ファミリーマート会員情報漏洩事件:ファミリーマートのオンラインショッピングの会員制サービスである「ファミマ・クラブ」(現在の「ファミマネット会員」)の会員の個人情報が漏洩した事件。ファミリーマートが1,000円相当のクオカードを会員18万2,780人に送付。クオカードの総額は1,000円×18万2,780=1億8,278万円。
ヤフーBB個人情報流出事件:ヤフーのプロバイダーサービスである「ヤフーBB」の利用者の個人情報が漏洩した事件。ヤフーが500円分の郵便振替支払通知書を利用者451万7,039人に送付。郵便振替支払通知書の総額は500円×451万7,039人=22億5851万9500円。
裁判にならなくても膨大なコストがかかる
商品券等の送付には、商品券等そのものの直接的なコストに加えて、送付の為に必要な送料やDM作成・封入・封緘のような間接的なコストも発生します。
この点について、企業のサービスによっては、商品券等の送付等のような、直接的なコストが発生する対応ではなく、比較的コストが発生しにくいような対応も考えられます。
例えば、ソニー個人情報漏洩事件では、ソニーは、一部のコンテンツの無償提供等をおこないまいした。このような対応の場合は、商品券等の送料等のような、間接的なコストは少なくても済みます。

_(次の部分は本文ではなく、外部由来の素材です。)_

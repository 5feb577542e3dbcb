//! Redis Event Transport
//!
//! Durable streams over Redis Streams (`XADD` with `MAXLEN`), broadcasts
//! over Pub/Sub. Each entry stores its JSON payload under a single `data`
//! field, which consumers replay through consumer groups.

use async_trait::async_trait;
use redis::streams::{StreamMaxlen, StreamRangeReply};
use redis::AsyncCommands;
use tracing::info;

use super::transport::{EventTransport, TransportError, TransportResult};

/// Stream entry field holding the serialized event.
const PAYLOAD_FIELD: &str = "data";

/// Event transport backed by Redis.
pub struct RedisTransport {
    client: redis::Client,
}

impl RedisTransport {
    /// Creates a transport for the given Redis URL. Connections are
    /// established lazily per operation through a multiplexed pool.
    pub fn new(redis_url: &str) -> TransportResult<Self> {
        let client = redis::Client::open(redis_url)?;
        info!("Redis transport configured for {}", redis_url);
        Ok(Self { client })
    }

    async fn connection(&self) -> TransportResult<redis::aio::MultiplexedConnection> {
        Ok(self.client.get_multiplexed_async_connection().await?)
    }
}

#[async_trait]
impl EventTransport for RedisTransport {
    async fn append(
        &self,
        stream: &str,
        payload: &str,
        max_len: usize,
    ) -> TransportResult<String> {
        let mut conn = self.connection().await?;
        let id: String = conn
            .xadd_maxlen(
                stream,
                StreamMaxlen::Equals(max_len),
                "*",
                &[(PAYLOAD_FIELD, payload)],
            )
            .await?;
        Ok(id)
    }

    async fn publish(&self, channel: &str, payload: &str) -> TransportResult<()> {
        let mut conn = self.connection().await?;
        conn.publish::<_, _, ()>(channel, payload).await?;
        Ok(())
    }

    async fn read_all(&self, stream: &str) -> TransportResult<Vec<(String, String)>> {
        let mut conn = self.connection().await?;
        let reply: StreamRangeReply = conn.xrange_all(stream).await?;

        let mut entries = Vec::with_capacity(reply.ids.len());
        for entry in reply.ids {
            let payload: String = entry.get(PAYLOAD_FIELD).ok_or_else(|| {
                TransportError::Rejected(format!("entry {} has no payload field", entry.id))
            })?;
            entries.push((entry.id, payload));
        }
        Ok(entries)
    }

    async fn delete(&self, stream: &str, entry_id: &str) -> TransportResult<()> {
        let mut conn = self.connection().await?;
        conn.xdel::<_, _, ()>(stream, &[entry_id]).await?;
        Ok(())
    }

    async fn len(&self, stream: &str) -> TransportResult<usize> {
        let mut conn = self.connection().await?;
        let len: usize = conn.xlen(stream).await?;
        Ok(len)
    }

    async fn ping(&self) -> TransportResult<()> {
        let mut conn = self.connection().await?;
        redis::cmd("PING").query_async::<()>(&mut conn).await?;
        Ok(())
    }
}
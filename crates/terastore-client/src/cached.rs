//! Memoized backend queries.
//!
//! Key-value enumeration, filter lookups and pulse fetches are repeated
//! heavily while recommendations are recomputed. Each gets its own bounded
//! cache keyed by its canonicalized arguments.

use std::sync::Arc;

use async_trait::async_trait;
use terastore_cache::{cache_key, CacheStats, Memoized};
use terastore_core::{AttrKey, AttrValue, FilterResult, Pulse, PulseFilter, PulseId, PulseMetadata};
use tracing::debug;

use crate::api::TeraStoreClient;
use crate::error::ClientError;
use crate::http::HttpClient;
use crate::index::PulseIndex;

/// Per-function cache sizes.
#[derive(Debug, Clone, Copy, PartialEq, Eq)]
pub struct CacheCapacities {
    pub key_values: usize,
    pub filter: usize,
    pub pulses: usize,
}

impl Default for CacheCapacities {
    fn default() -> Self {
        Self {
            key_values: 15,
            filter: 100,
            pulses: 50,
        }
    }
}

/// Client wrapper that memoizes read queries.
pub struct CachedQueries<T: HttpClient> {
    client: Arc<TeraStoreClient<T>>,
    key_values: Memoized<Vec<AttrValue>>,
    filters: Memoized<Arc<Vec<PulseMetadata>>>,
    pulses: Memoized<Vec<Pulse>>,
}

impl<T: HttpClient> CachedQueries<T> {
    pub fn new(client: Arc<TeraStoreClient<T>>, capacities: CacheCapacities) -> Self {
        Self {
            client,
            key_values: Memoized::new("key_values", capacities.key_values),
            filters: Memoized::new("filter", capacities.filter),
            pulses: Memoized::new("pulses", capacities.pulses),
        }
    }

    pub fn client(&self) -> &Arc<TeraStoreClient<T>> {
        &self.client
    }

    pub async fn key_values(&self, key: &AttrKey) -> Result<Vec<AttrValue>, ClientError> {
        let cache_key = cache_key("key_values", [key.name(), key.kind().as_str()]);
        self.key_values
            .get_or_fetch(&cache_key, || TeraStoreClient::key_values(&self.client, key))
            .await
    }

    /// Filter lookup cached by filter-set content, independent of order.
    pub async fn filter_pulses(&self, filters: &[PulseFilter]) -> Result<FilterResult, ClientError> {
        let mut identities: Vec<[String; 4]> = filters.iter().map(PulseFilter::identity_parts).collect();
        identities.sort();
        let cache_key = cache_key("filter", identities.iter().flatten());

        let matches = self
            .filters
            .get_or_fetch(&cache_key, || async {
                let result = TeraStoreClient::filter_pulses(&self.client, filters).await?;
                Ok::<_, ClientError>(Arc::new(result.matches))
            })
            .await?;

        Ok(FilterResult::new(filters.to_vec(), matches.as_ref().clone()))
    }

    /// Pulse fetch cached by the set of requested ids.
    pub async fn get_pulses(&self, ids: &[PulseId]) -> Result<Vec<Pulse>, ClientError> {
        let mut sorted: Vec<&str> = ids.iter().map(PulseId::as_str).collect();
        sorted.sort_unstable();
        let cache_key = cache_key("pulses", &sorted);

        self.pulses
            .get_or_fetch(&cache_key, || self.client.get_pulses(ids))
            .await
    }

    pub fn stats(&self) -> Vec<(&'static str, CacheStats)> {
        vec![
            (self.key_values.name(), self.key_values.stats()),
            (self.filters.name(), self.filters.stats()),
            (self.pulses.name(), self.pulses.stats()),
        ]
    }

    /// Drop all cached results, e.g. after an upload changed the data.
    pub fn clear(&self) {
        self.key_values.clear();
        self.filters.clear();
        self.pulses.clear();
        debug!("Cleared query caches");
    }
}

#[async_trait]
impl<T: HttpClient> PulseIndex for CachedQueries<T> {
    async fn list_keys(&self) -> Result<Vec<AttrKey>, ClientError> {
        TeraStoreClient::list_keys(&self.client).await
    }

    async fn key_values(&self, key: &AttrKey) -> Result<Vec<AttrValue>, ClientError> {
        CachedQueries::key_values(self, key).await
    }

    async fn filter_pulses(&self, filters: &[PulseFilter]) -> Result<FilterResult, ClientError> {
        CachedQueries::filter_pulses(self, filters).await
    }
}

ただ、当然ながら、クレーム対応の人件費などは、どのような個人情報の漏洩の場合であっても発生します。この点から、個人情報の漏洩が実際に発生してしまった場合、企業がその対応の費用を抑える方法にも限界があります。
このように、仮に裁判に至らなかったとしても、個人情報が漏洩してしまった場合は、膨大なコストが発生してしまいます。このような無駄なコストを発生させないためにも、企業には、個人情報を徹底して厳重に管理することが求められます。